The time was not ripe; people had not yet 'enjoyed' enough socialism.
The enjoyment of socialism is running a little thin nowadays, I believe.
Ron Paul for President bump. ;^)
Goldwater's singular achievement was to pave the way for the Reagan Revolution of the 1980's in two ways. First, the apparent triumph of LBJ and extreme New Dealism drove the Democrat party every further and further to the left, disaffecting and alienating their blue-collar, fundamentally conservative, Democrat base (the "Reagan Democrats"). Hence, Nixon's "southern strategy", massive defections from the Democrat party, and the phenomenon of "neo-conservatism." Second, it is impossible to imagine Reagan's victory in 1980 without a pre-Reagan, conservative sacrificial lamb -- Goldwater was the conservative offering on the altar of political immolation. The liberals took their best shot at Barry -- he was vilified as every rotten thing under the sun.

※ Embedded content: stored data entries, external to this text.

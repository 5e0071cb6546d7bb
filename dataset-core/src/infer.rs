//! Schema inference: deriving an equivalent schema from a laid-out dataset,
//! detecting graph properties along the way.

use indexmap::{IndexMap, IndexSet};
use tracing::debug;

use easeml_schema_core::dim::DimElem;
use easeml_schema_core::{Category, Class, ClassDim, Field, Link, Node, Schema, Tensor};

use crate::error::{DatasetError, Result};
use crate::file::{CategoryFile, DatasetFile, DirectoryFile, TensorFile};
use crate::links::{is_cyclic, is_fanin, is_undirected, LinkRecord};

#[derive(Debug, Clone)]
struct NodeBuilder {
    is_singleton: bool,
    fields: IndexMap<String, Field>,
    links: IndexMap<String, Link>,
}

fn int_dims(dims: &[usize]) -> Vec<DimElem> {
    dims.iter().map(|&d| DimElem::Int(d as u64)).collect()
}

fn resolve_category_class(
    labels: &[String],
    class_sets: &IndexMap<String, IndexSet<String>>,
    path: &str,
) -> Result<String> {
    for (class_name, set) in class_sets {
        if labels.iter().all(|l| set.contains(l)) {
            return Ok(class_name.clone());
        }
    }
    Err(DatasetError::at("category file does not match any class", path.to_string()))
}
//! The dimension-list unifier.
//!
//! Matches two lists of dimensions where each element is either a concrete
//! positive integer, a name (variable), or a name with a wildcard suffix
//! `?`, `+` or `*`. Produces a variable -> value substitution or fails.
//! Never mutates the incoming substitution in place: every step returns a
//! freshly extended map, so a failed branch simply drops its clone.

use indexmap::IndexMap;
use serde::{Deserialize, Serialize};

/// A wildcard suffix on a dimension name: `?` (0 or 1), `+` (1 or more), `*` (0 or more).
#[derive(Debug, Clone, Copy, PartialEq, Eq)]
pub enum Wildcard {
    /// `?`
    Opt,
    /// `+`
    Plus,
    /// `*`
    Star,
}

impl Wildcard {
    fn from_suffix(c: char) -> Option<Self> {
        match c {
            '?' => Some(Self::Opt),
            '+' => Some(Self::Plus),
            '*' => Some(Self::Star),
            _ => None,
        }
    }

    fn suffix(self) -> char {
        match self {
            Self::Opt => '?',
            Self::Plus => '+',
            Self::Star => '*',
        }
    }

    fn skippable(self) -> bool {
        matches!(self, Self::Opt | Self::Star)
    }

    fn extendable(self) -> bool {
        matches!(self, Self::Plus | Self::Star)
    }
}

/// One element of a tensor's dimension list.
#[derive(Debug, Clone, PartialEq, Eq)]
pub enum DimElem {
    /// A concrete, positive dimension size.
    Int(u64),
    /// A dimension variable, optionally wildcard-suffixed.
    Var(String, Option<Wildcard>),
}

impl DimElem {
    /// Parse a single dim element from its wire representation (a JSON
    /// integer or string). Does not validate identifier syntax; callers
    /// validate with [`crate::ident::is_name`] on the stripped name.
    pub fn parse(value: &serde_json::Value) -> Result<Self, String> {
        if let Some(n) = value.as_u64() {
            return Ok(Self::Int(n));
        }
        if let Some(s) = value.as_str() {
            let mut chars = s.chars();
            let last = chars.next_back();
            if let Some(w) = last.and_then(Wildcard::from_suffix) {
                return Ok(Self::Var(chars.as_str().to_string(), Some(w)));
            }
            return Ok(Self::Var(s.to_string(), None));
        }
        Err("dim fields must all be integers or strings".to_string())
    }

    /// Render back to the wire representation.
    #[must_use]
    pub fn to_value(&self) -> serde_json::Value {
        match self {
            Self::Int(n) => serde_json::Value::from(*n),
            Self::Var(name, None) => serde_json::Value::String(name.clone()),
            Self::Var(name, Some(w)) => serde_json::Value::String(format!("{name}{}", w.suffix())),
        }
    }

    fn modifier(&self) -> Option<Wildcard> {
        match self {
            Self::Int(_) => None,
            Self::Var(_, w) => *w,
        }
    }

    /// The bare value used for binding and equality, with any wildcard suffix stripped.
    fn bind_value(&self) -> DimValue {
        match self {
            Self::Int(n) => DimValue::Int(*n),
            Self::Var(name, _) => DimValue::Name(name.clone()),
        }
    }

    fn var_name(&self) -> Option<&str> {
        match self {
            Self::Int(_) => None,
            Self::Var(name, _) => Some(name.as_str()),
        }
    }
}

/// A concrete value a dimension variable can resolve to: either a source
/// dimension size, or (when the source itself is still abstract) a source
/// dimension variable's name.
#[derive(Debug, Clone, PartialEq, Eq, Serialize, Deserialize)]
#[serde(untagged)]
pub enum DimValue {
    /// A resolved dimension size.
    Int(u64),
    /// An unresolved source-side name.
    Name(String),
}

/// Substitution mapping dimension-variable name to the value it resolved to.
pub type DimSubst = IndexMap<String, DimValue>;

/// Attempt to bind `elem`'s value against `target`, extending `subst` if `elem` is a variable.
///
/// Returns `None` if `elem` is a concrete integer that disagrees with
/// `target`, or a variable already bound to something other than `target`.
fn bind(subst: &DimSubst, elem: &DimElem, target: &DimValue) -> Option<DimSubst> {
    match elem.var_name() {
        None => {
            if elem.bind_value() == *target {
                Some(subst.clone())
            } else {
                None
            }
        }
        Some(name) => match subst.get(name) {
            None => {
                let mut next = subst.clone();
                next.insert(name.to_string(), target.clone());
                Some(next)
            }
            Some(bound) if bound == target => Some(subst.clone()),
            Some(_) => None,
        },
    }
}

/// Unify two dimension lists under substitution `subst`
///
/// Returns the extended substitution on success. Pure: never mutates `subst`.
#[must_use]
pub fn unify_dim_list(a: &[DimElem], b: &[DimElem], subst: &DimSubst) -> Option<DimSubst> {
    match (a.first(), b.first()) {
        (None, None) => Some(subst.clone()),
        (None, Some(head_b)) => {
            if head_b.modifier().is_some_and(Wildcard::skippable) {
                unify_dim_list(a, &b[1..], subst)
            } else {
                None
            }
        }
        (Some(head_a), None) => {
            if head_a.modifier().is_some_and(Wildcard::skippable) {
                unify_dim_list(&a[1..], b, subst)
            } else {
                None
            }
        }
        (Some(head_a), Some(head_b)) => {
            let mod_a = head_a.modifier();
            let mod_b = head_b.modifier();
            let val_b = head_b.bind_value();

            // 1. Consume both heads.
            if let Some(s) = bind(subst, head_a, &val_b) {
                if let Some(r) = unify_dim_list(&a[1..], &b[1..], &s) {
                    return Some(r);
                }
            }
            // 2. mB extendable: consume A head, keep B head.
            if mod_b.is_some_and(Wildcard::extendable) {
                if let Some(s) = bind(subst, head_a, &val_b) {
                    if let Some(r) = unify_dim_list(&a[1..], b, &s) {
                        return Some(r);
                    }
                }
            }
            // 3. mA skippable: skip A head.
            if mod_a.is_some_and(Wildcard::skippable) {
                if let Some(r) = unify_dim_list(&a[1..], b, subst) {
                    return Some(r);
                }
            }
            // 4. mA extendable: consume B head, keep A head.
            if mod_a.is_some_and(Wildcard::extendable) {
                if let Some(s) = bind(subst, head_a, &val_b) {
                    if let Some(r) = unify_dim_list(a, &b[1..], &s) {
                        return Some(r);
                    }
                }
            }
            // 5. mB skippable: skip B head.
            if mod_b.is_some_and(Wildcard::skippable) {
                if let Some(r) = unify_dim_list(a, &b[1..], subst) {
                    return Some(r);
                }
            }
            None
        }
    }
}

/// Bind a single dimension-name variable (used by class-dimension matching,
/// which unifies a bare name against a bare value rather than a list).
#[must_use]
pub fn bind_name(subst: &DimSubst, name: &str, target: DimValue) -> Option<DimSubst> {
    match subst.get(name) {
        None => {
            let mut next = subst.clone();
            next.insert(name.to_string(), target);
            Some(next)
        }
        Some(bound) if *bound == target => Some(subst.clone()),
        Some(_) => None,
    }
}

#[cfg(test)]
mod tests {
    use super::*;

    fn int(n: u64) -> DimElem {
        DimElem::Int(n)
    }
    fn var(name: &str, w: Option<Wildcard>) -> DimElem {
        DimElem::Var(name.to_string(), w)
    }

    #[test]
    fn wildcard_middle_absorbs_nothing_when_exact() {
        let a = vec![int(3), var("w", Some(Wildcard::Star)), int(5)];
        let b = vec![int(3), int(5)];
        let subst = unify_dim_list(&a, &b, &DimSubst::new()).unwrap();
        assert!(subst.is_empty());
    }

    #[test]
    fn wildcard_middle_absorbs_extra_dims() {
        let a = vec![int(3), var("w", Some(Wildcard::Star)), int(5)];
        let b = vec![int(3), int(7), int(8), int(5)];
        let subst = unify_dim_list(&a, &b, &DimSubst::new()).unwrap();
        assert!(subst.is_empty());
    }

    #[test]
    fn repeated_variable_binds_then_checks_consistency() {
        let a = vec![var("d", None), var("d", None)];
        let b_ok = vec![int(4), int(4)];
        let subst = unify_dim_list(&a, &b_ok, &DimSubst::new()).unwrap();
        assert_eq!(subst.get("d"), Some(&DimValue::Int(4)));

        let b_bad = vec![int(4), int(5)];
        assert!(unify_dim_list(&a, &b_bad, &DimSubst::new()).is_none());
    }

    #[test]
    fn concrete_lists_commute_with_identity() {
        let a = vec![int(2), int(3), int(4)];
        assert!(unify_dim_list(&a, &a, &DimSubst::new()).is_some());
        let b = vec![int(2), int(3), int(5)];
        assert!(unify_dim_list(&a, &b, &DimSubst::new()).is_none());
    }

    #[test]
    fn plus_wildcard_requires_at_least_one() {
        let a = vec![var("w", Some(Wildcard::Plus))];
        assert!(unify_dim_list(&a, &[], &DimSubst::new()).is_none());
        assert!(unify_dim_list(&a, &[int(1)], &DimSubst::new()).is_some());
    }
}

When Reagan came along later, their attacks on him had no punch -- people had seen the essential hollowness of the Democrat agenda and rhetoric.
Although he reveled in his "contrarian" aura, Barry Goldwater was a fine conservative, a good Senator, and great American.
Compare Johnson's margin of victory to Gore's "margin of victory", and you'll see just how much has changed in 36 years.
They had also seen double-digit inflation, malaise, humiliation at the hands of a bunch of mullahs in Iran and the Soviets on the edge of final victory in the Cold War. It was a nasty day for the liberals when the people woke up and realized they had been led down the path to disaster.
I remember well the looks on the faces of the TV anchors the night Reagan crushed Carter. Once the director cut to commercials, I could sense the weeping, wailing and gnashing of teeth.